See below for a rehashed Discover Ireland promotion video, which contains some new Behind the Scenes footage of the cast and crew shooting amongst the medieval ruins on Skellig:


11 thoughts on “Star Wars: Archaeology of the Jedi

  1. It’s interesting too that for early medieval Irish monks living on these Atlantic hermitages, in their worldview, they saw themselves as the vanguards of Christ, at the edge of the world, with the abyss of hell lying out over the ‘desert’ of the ocean, beyond the horizon. I’m looking forward to seeing Skellig Michael in the movie (you’ve been twice…already?)

    Liked by 1 person

  2. I worked at The Art of Star Wars exhibition some years ago when I was a student. At the end, George Lucas brought in a team of specialists from his Ranch to pack up the exhibition into specially made boxes which cost a fortune.

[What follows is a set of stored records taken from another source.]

//! Database configuration for the console's local store.
//!
//! Only operator sessions and stock-correction drafts are stored locally. Tables are
//! generated from the entity definitions with `Schema::create_table_from_entity`, so
//! the schema always matches the Rust structs.

use crate::entities::{OperatorSession, StockCorrection};
use crate::errors::Result;
use sea_orm::{ConnectionTrait, Database, DatabaseConnection, Schema};
use std::path::Path;

const DEFAULT_DATABASE_URL: &str = "sqlite://data/ops_console.sqlite?mode=rwc";

/// At most one pending stock draft per product.
const ONE_PENDING_DRAFT_INDEX: &str = "CREATE UNIQUE INDEX IF NOT EXISTS \
    idx_stock_corrections_pending_product ON stock_corrections (product_id) \
    WHERE status = 'pending'";

/// Gets the database URL from `DATABASE_URL` or returns the default `SQLite` path.
#[must_use]
pub fn get_database_url() -> String {
    std::env::var("DATABASE_URL").unwrap_or_else(|_| DEFAULT_DATABASE_URL.to_string())
}

/// Establishes a connection to the local `SQLite` store.
pub async fn create_connection() -> Result<DatabaseConnection> {
    let database_url = get_database_url();
    if let Some(parent) = sqlite_parent_dir(&database_url) {
        std::fs::create_dir_all(parent)?;
    }
    tracing::debug!("Connecting to local store at {}", database_url);
    Database::connect(&database_url).await.map_err(Into::into)
}

/// Directory that must exist before `SQLite` can create the file behind `url`.
fn sqlite_parent_dir(url: &str) -> Option<&Path> {
    let file = url.strip_prefix("sqlite://")?.split('?').next()?;
    Path::new(file)
        .parent()
        .filter(|parent| !parent.as_os_str().is_empty())
}

/// Creates the local tables if they do not exist yet.
pub async fn create_tables(db: &DatabaseConnection) -> Result<()> {
    let builder = db.get_database_backend();
    let schema = Schema::new(builder);

    let mut session_table = schema.create_table_from_entity(OperatorSession);
    let mut draft_table = schema.create_table_from_entity(StockCorrection);

    db.execute(builder.build(session_table.if_not_exists()))
        .await?;
    db.execute(builder.build(draft_table.if_not_exists())).await?;
    db.execute_unprepared(ONE_PENDING_DRAFT_INDEX).await?;

    Ok(())
}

    I watched two of them walk up a long dark corridor and remove darth vaders light saber from its glass case, walk back down with the light streaming on them carrying this piece of plastic with a palpable air of reverence and solemnity with outstretched hands, moving really slowly .

    It was truly bizarre.

    The transport of a highly prized relic accorded a distinct ritualized and reverential moment before its departure.

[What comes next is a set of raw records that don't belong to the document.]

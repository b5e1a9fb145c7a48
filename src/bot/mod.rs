//! Bot layer - Discord-specific interface and command handlers
//!
//! Every command resolves the caller's stored session, checks the component
//! allow-list, talks to the backend through [`ApiClient`] and writes back any
//! tokens the client refreshed along the way.

/// Discord command implementations grouped by dashboard section
pub mod commands;
/// Discord interaction handlers (autocomplete)
pub mod handlers;
/// Embed rendering for tables, records and load failures
pub mod render;

use crate::{
    api::{ApiClient, Session},
    cache::Caches,
    config::Settings,
    core::{
        access::{Component, has_access},
        session,
    },
    errors::{Error, Result},
};
use poise::serenity_prelude as serenity;
use sea_orm::DatabaseConnection;
use std::{num::NonZeroUsize, time::Duration};
use tracing::{error, info, instrument, warn};

/// Poise context used by every command.
pub type Context<'a> = poise::Context<'a, BotData, Error>;

/// Shared data available to all bot commands.
#[derive(Debug)]
pub struct BotData {
    /// Local store for sessions and stock drafts
    pub database: DatabaseConnection,
    /// Client bound to the resolved backend
    pub api: ApiClient,
    /// Loaded settings
    pub settings: Settings,
    /// Snapshots used by autocomplete
    pub caches: Caches,
}

impl BotData {
    /// Creates the shared context; cache TTL comes from `settings`.
    #[must_use]
    pub fn new(database: DatabaseConnection, api: ApiClient, settings: Settings) -> Self {
        let caches = Caches::new(Duration::from_secs(settings.cache.ttl_secs));
        Self {
            database,
            api,
            settings,
            caches,
        }
    }

    /// Rows per page in list commands.
    #[must_use]
    pub fn per_page(&self) -> NonZeroUsize {
        NonZeroUsize::new(self.settings.display.page_size).unwrap_or(NonZeroUsize::MIN)
    }
}

/// Loads the caller's session and checks it may open `component`.
///
/// # Errors
/// Returns [`Error::NotLoggedIn`] or [`Error::AccessDenied`].
pub async fn open_session(ctx: Context<'_>, component: Option<Component>) -> Result<Session> {
    let user_id = ctx.author().id.to_string();
    let session = session::require(&ctx.data().database, &user_id).await?;
    match component {
        Some(component) if !has_access(&session.profile, component) => {
            warn!(
                "{} ({}) denied access to {}",
                session.username, user_id, component
            );
            Err(Error::AccessDenied {
                component: component.to_string(),
            })
        }
        _ => Ok(session),
    }
}

/// Persists tokens the client refreshed during the command.
///
/// A rejected session is dropped so the operator is asked to log in again.
/// Local store failures are logged by [`session::settle`] and never replace the
/// command's own outcome.
pub async fn close_session<T>(ctx: Context<'_>, session: &mut Session, outcome: &Result<T>) {
    session::settle(&ctx.data().database, session, outcome).await;
}

/// One-line, operator-facing description of an error.
#[must_use]
pub fn describe_error(error: &Error) -> String {
    match error {
        Error::Unreachable { .. } | Error::BackendUnavailable { .. } => {
            format!("🔌 Backend unavailable: {error}")
        }
        Error::Unauthorized | Error::NotLoggedIn => format!("🔒 {error}"),
        Error::AccessDenied { component } => {
            format!("⛔ Your role does not include the `{component}` section.")
        }
        Error::Validation { .. } | Error::NotFound { .. } | Error::InvalidCorrection { .. } => {
            format!("⚠️ {error}")
        }
        Error::Api { .. } | Error::NotJson { .. } | Error::Decode { .. } => {
            format!("❌ The backend rejected the request: {error}")
        }
        _ => "❌ Something went wrong. Please try again later.".to_string(),
    }
}

async fn on_error(error: poise::FrameworkError<'_, BotData, Error>) {
    match error {
        poise::FrameworkError::Setup { error, .. } => {
            error!("Failed to start bot: {:?}", error);
        }
        poise::FrameworkError::Command { error, ctx, .. } => {
            match &error {
                Error::Database(_) | Error::Framework(_) | Error::Io(_) | Error::Serde(_) => {
                    error!("Error in command `{}`: {:?}", ctx.command().name, error);
                }
                _ => warn!("Command `{}` failed: {}", ctx.command().name, error),
            }
            let reply = poise::CreateReply::default()
                .content(describe_error(&error))
                .ephemeral(true);
            if let Err(e) = ctx.send(reply).await {
                error!("Failed to send error message: {}", e);
            }
        }
        error => {
            if let Err(e) = poise::builtins::on_error(error).await {
                error!("Error while handling error: {}", e);
            }
        }
    }
}

/// Every slash command the bot registers.
#[must_use]
pub fn all_commands() -> Vec<poise::Command<BotData, Error>> {
    vec![
        commands::ping(),
        commands::help(),
        commands::login(),
        commands::logout(),
        commands::whoami(),
        commands::complaints(),
        commands::areas(),
        commands::vehicles(),
        commands::periods(),
        commands::discounts(),
        commands::stock(),
        commands::users(),
        commands::support(),
        commands::customers(),
        commands::employees(),
        commands::referrals(),
    ]
}

/// Builds the poise framework and runs the Discord client until it stops.
///
/// # Errors
/// Returns an error if the client cannot be created or the gateway connection fails.
#[instrument(skip(token, data))]
pub async fn run_bot(token: String, data: BotData) -> Result<()> {
    let framework = poise::Framework::builder()
        .options(poise::FrameworkOptions {
            commands: all_commands(),
            on_error: |error| Box::pin(on_error(error)),
            ..Default::default()
        })
        .setup(move |ctx, ready, framework| {
            Box::pin(async move {
                info!("Logged in as {}", ready.user.name);
                poise::builtins::register_globally(ctx, &framework.options().commands).await?;
                info!("Registered {} commands", framework.options().commands.len());
                Ok(data)
            })
        })
        .build();

    let intents = serenity::GatewayIntents::non_privileged();
    let mut client = serenity::Client::builder(&token, intents)
        .framework(framework)
        .await
        .inspect_err(|e| error!("Error creating client: {:?}", e))?;

    info!("Starting bot client...");
    client
        .start()
        .await
        .inspect_err(|e| error!("Client error: {:?}", e))?;
    Ok(())
}

#[cfg(test)]
mod tests {
    use super::*;

    #[test]
    fn test_describe_error_classes() {
        assert!(
            describe_error(&Error::BackendUnavailable { attempted: 2 })
                .starts_with("🔌 Backend unavailable")
        );
        assert!(describe_error(&Error::NotLoggedIn).contains("/login"));
        assert_eq!(
            describe_error(&Error::AccessDenied {
                component: "discounts".to_string()
            }),
            "⛔ Your role does not include the `discounts` section."
        );
        assert!(
            describe_error(&Error::Api {
                status: 500,
                message: "boom".to_string()
            })
            .contains("rejected")
        );
        assert!(!describe_error(&Error::Config {
            message: "secret path".to_string()
        })
        .contains("secret"));
    }

    #[test]
    fn test_every_command_is_registered_once() {
        let commands = all_commands();
        let mut names: Vec<&str> = commands.iter().map(|c| c.name.as_str()).collect();
        names.sort_unstable();
        let before = names.len();
        names.dedup();
        assert_eq!(names.len(), before);
        assert!(names.contains(&"stock"));
        assert!(names.contains(&"complaints"));
    }
}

    Highly memorable if somewhat unexpected.

    Liked by 1 person

    • Jeb, thanks so much for that. What an eyewitness story. There’s a thesis in all this, naturally.

      FWIW, seeing Episode VII at 00:01 in my local cinema, surrounded by an audience of 95% teenage boys, who never moved, spoke, farted, spilled popcorn, whilst in a quasi-religious trance – gave me a similar feeling. It was like a an Irish Xmas mass, from 30 years ago.


      • I think the next exhibition after the art of star wars was one on the Goddodin, the artifacts are literally occupying the same cultural space (range of comparative relationships to be made).